Один друг мой говорит мне не так давно: “Ну вот, Игорь, ну почему так, вот тебя все любят, а у меня ну вечно какие-то неприятности?” Ну, не буду же я ему говорить, что он просто не научился у меня это делать. Это можно делать. Скажет: “Искусственно, неестественно”. Я ему рассказал просто эпизод из своей жизни: поехал я с геологами в экспедицию. И вот мы причалили на лодках. И надо было все вещи затащить на косогор, в гору. Я таскал наравне со всеми. Поздно вечером вызывает меня к себе начальник партии, женщина, и говорит: “Игорь, вы знаете, мне сказали, что вы, – и так ищет слово, как бы помягче выразиться, как бы юношу не травмировать, – ну, в общем, сачок”. Я стал красный, белый, опять красный, опять белый. Говорю: “За что”? – “Ну вот вещи со всеми таскали на косогор”. Я говорю: “Я же наравне со всеми!” Она говорит: “И наравне с Валентином Николаевичем?” А Валентин Николаевич – старший геолог, ему было пятьдесят тогда шесть лет. И тут я покраснел окончательно, попросил прощения, и с тех пор я никогда не оглядывался, кто сколько делает. Я делал столько, сколько мог, на максимуме, и через месяц меня геологи простили, приняли в свои. Месяц они еще не могли забыть, как это я наравне со всеми таскал на косогор тяжести. Так и в жизни: если вы будете оглядываться и подсчитывать, кто сколько сделал по сравнению с вами… По максимуму, и не оглядываться. Тогда может что-то получиться.

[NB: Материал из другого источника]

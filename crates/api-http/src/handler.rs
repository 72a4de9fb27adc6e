//! HTTP Handlers
//!
//! Multipart extraction and response shaping. Conversion itself lives in
//! `ConversionService`.

use crate::error::ApiError;
use crate::types::{HealthResponse, TextResponse};
use axum::extract::multipart::{Multipart, MultipartRejection};
use axum::extract::State;
use axum::http::header::{CONTENT_DISPOSITION, CONTENT_TYPE};
use axum::http::HeaderValue;
use axum::response::{IntoResponse, Response};
use axum::Json;
use pdf2html_core::application::{ConversionService, ConvertedDocument, SanitizeMode};
use pdf2html_core::domain::upload::validate_filename;
use pdf2html_core::domain::{PdfUpload, UPLOAD_FIELD};
use pdf2html_core::error::AppError;
use std::sync::Arc;
use tracing::debug;

const HTML_CONTENT_TYPE: &str = "text/html; charset=utf-8";

/// Shared handler state
#[derive(Clone)]
pub struct AppState {
    pub conversion: Arc<ConversionService>,
}

impl AppState {
    pub fn new(conversion: Arc<ConversionService>) -> Self {
        Self { conversion }
    }
}

/// GET /health
pub async fn health() -> Json<HealthResponse> {
    Json(HealthResponse::ok())
}

/// POST /convert
pub async fn convert(
    State(state): State<AppState>,
    multipart: Result<Multipart, MultipartRejection>,
) -> Result<Response, ApiError> {
    let doc = run(&state, multipart, SanitizeMode::Clean).await?;
    attachment(doc)
}

/// POST /convert/full
pub async fn convert_full(
    State(state): State<AppState>,
    multipart: Result<Multipart, MultipartRejection>,
) -> Result<Response, ApiError> {
    let doc = run(&state, multipart, SanitizeMode::Full).await?;
    attachment(doc)
}

/// POST /convert/text
pub async fn convert_text(
    State(state): State<AppState>,
    multipart: Result<Multipart, MultipartRejection>,
) -> Result<Json<TextResponse>, ApiError> {
    let doc = run(&state, multipart, SanitizeMode::Clean).await?;
    Ok(Json(doc.into()))
}

/// POST /convert/text/full
pub async fn convert_text_full(
    State(state): State<AppState>,
    multipart: Result<Multipart, MultipartRejection>,
) -> Result<Json<TextResponse>, ApiError> {
    let doc = run(&state, multipart, SanitizeMode::Full).await?;
    Ok(Json(doc.into()))
}

async fn run(
    state: &AppState,
    multipart: Result<Multipart, MultipartRejection>,
    mode: SanitizeMode,
) -> Result<ConvertedDocument, ApiError> {
    let upload = read_upload(multipart).await?;
    Ok(state.conversion.convert(&upload, mode).await?)
}

/// Pull the `file` part out of the request
///
/// Fields under other names, and parts without a filename parameter, are
/// skipped. The filename is checked before the body is buffered.
async fn read_upload(
    multipart: Result<Multipart, MultipartRejection>,
) -> Result<PdfUpload, ApiError> {
    let mut multipart = multipart.map_err(|e| {
        debug!(error = %e, "Request is not multipart");
        no_file()
    })?;

    while let Some(field) = multipart.next_field().await? {
        if field.name() != Some(UPLOAD_FIELD) {
            continue;
        }
        let Some(filename) = field.file_name().map(str::to_owned) else {
            continue;
        };

        validate_filename(&filename)?;
        let bytes = field.bytes().await?;

        return Ok(PdfUpload::new(filename, bytes.to_vec())?);
    }

    Err(no_file())
}

fn no_file() -> ApiError {
    AppError::Validation("No file provided".to_string()).into()
}

fn attachment(doc: ConvertedDocument) -> Result<Response, ApiError> {
    let disposition = HeaderValue::from_str(&content_disposition(&doc.filename))
        .map_err(|e| AppError::Internal(format!("Invalid Content-Disposition: {}", e)))?;

    Ok((
        [
            (CONTENT_TYPE, HeaderValue::from_static(HTML_CONTENT_TYPE)),
            (CONTENT_DISPOSITION, disposition),
        ],
        doc.html,
    )
        .into_response())
}

/// `attachment; filename="..."`, plus an RFC 5987 `filename*` when the name
/// is not plain ASCII
pub fn content_disposition(filename: &str) -> String {
    if filename.chars().all(is_token_char) {
        return format!("attachment; filename=\"{}\"", filename);
    }

    let fallback: String = filename
        .chars()
        .map(|c| if is_token_char(c) { c } else { '_' })
        .collect();

    format!(
        "attachment; filename=\"{}\"; filename*=UTF-8''{}",
        fallback,
        urlencoding::encode(filename)
    )
}

fn is_token_char(c: char) -> bool {
    (c.is_ascii_graphic() || c == ' ') && c != '"' && c != '\\'
}
// Port Layer - Interfaces for external dependencies

pub mod converter;
pub mod filesystem;
pub mod id_provider; // For deterministic testing
pub mod time_provider;

// Re-exports
pub use converter::PdfConverter;
pub use filesystem::{EntryMeta, JobFilesystem};
pub use id_provider::IdProvider;
pub use time_provider::TimeProvider;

Вот я сижу дома, здесь. Формально-то у меня работа, если не считать по пространству – один раз в день с вами встретиться. Валяйся на диване, езди на природу, дыши свежим воздухом. А я ничего не вижу, кроме своей квартиры и вот этого зальчика. Или я все рисую, рисую, рисую как сумасшедший. И люди приходят – с ними разговариваю, или рисую, или разговариваю и рисую одновременно. Что меня – заставляет кто-нибудь? Нет. Я уж давно мог лежать на диване и принимать подношения. Я просто знаю, что если я начну оглядываться: я, мол, столько потрудился, могу уже и отдохнуть, – все, конец мне, амба. И никаких указаний я не жду. Нет, бывает, случаются указания, но это не потому, что я сижу и жду указаний. Вон вчера, взяли, на полуслове, можно сказать, песню оборвали, сказали: хватит. Я аж вздрогнул. Да, давно меня так не останавливали. Думаю: да, увлекся, парень. Я имею в виду то, что показывал вам ночью.

Много хороших мудрых мыслей сокрыто в разных текстах. И у Будды, и у Магомета, и у Иисуса, и у пророков, и у мастеров. Но вычитать, вычитать это сложно. Бывает, пройдет несколько лет, и вдруг открывается: а, вот же там о чем! И это нормально. Пока сам не изменишься в эту сторону, конечно, нечем воспринять. Помните: “Как это у них, у ежиков?”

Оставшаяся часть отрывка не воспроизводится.